Address correspondence to email: hkpark{at}uci.edu.

Using functional magnetic resonance imaging, the present study investigated whether the enhanced memory performance associated with congruent relative to incongruent retrieval cues is modulated by how items are encoded. Subjects studied a list of visually presented words and pictures and attempted to recognize these items in a later memory test. Half of the studied items were tested with a congruent cue (word–word and picture–picture), whereas the remainders were tested with an incongruent cue (word–picture and picture–word). For both words and pictures, regions where study activity was greater for congruently than incongruently cued items overlapped regions where activity differentiated the 2 classes of study material.
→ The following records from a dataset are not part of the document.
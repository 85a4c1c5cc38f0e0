//! Graph executor for neuropod packages.
//!
//! A package directory carries a serialized graph, a `node_name_mapping`
//! from package tensor names to engine tensor names, and a framework-agnostic
//! input/output spec. [`GraphExecutor`] loads the graph once and runs it for
//! each request, speaking package names on the outside and engine names to
//! the [`Backend`].

pub mod backend;
pub mod backends;
pub mod config;
pub mod error;
pub mod executor;
pub mod modelsource;
pub mod package;
pub mod session;
pub mod spec;

pub use backend::Backend;
pub use config::{Dim, EngineConfig, NeuropodConfig, NodeNameMapping, TensorSpec};
pub use error::{NeuropodError, Result};
pub use executor::{Executor, GraphExecutor};
pub use modelsource::ModelSource;
pub use package::PackageLayout;
pub use session::Session;
pub use spec::validate_tensors_against_specs;

#[cfg(feature = "onnx")]
pub use backends::OnnxBackend;

pub use neuropod_base::{DType, Tensor, TensorMap, TensorValue};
Thus, word congruency effects overlapped regions where activity elicited by study words exceeded the activity elicited by pictures. Similarly, picture congruency effects overlapped regions demonstrating enhanced activity for pictures relative to words. In addition, several regions, including dorsolateral prefrontal cortex and intraparietal sulcus, demonstrated material-nonspecific congruency effects. The findings suggest that items benefit from a congruent retrieval cue when their study processing resembles the processing later engaged by the retrieval cue. Consistent with the principle of transfer appropriate processing, the benefit of a congruent retrieval cue derives from the interaction between study and retrieval processing.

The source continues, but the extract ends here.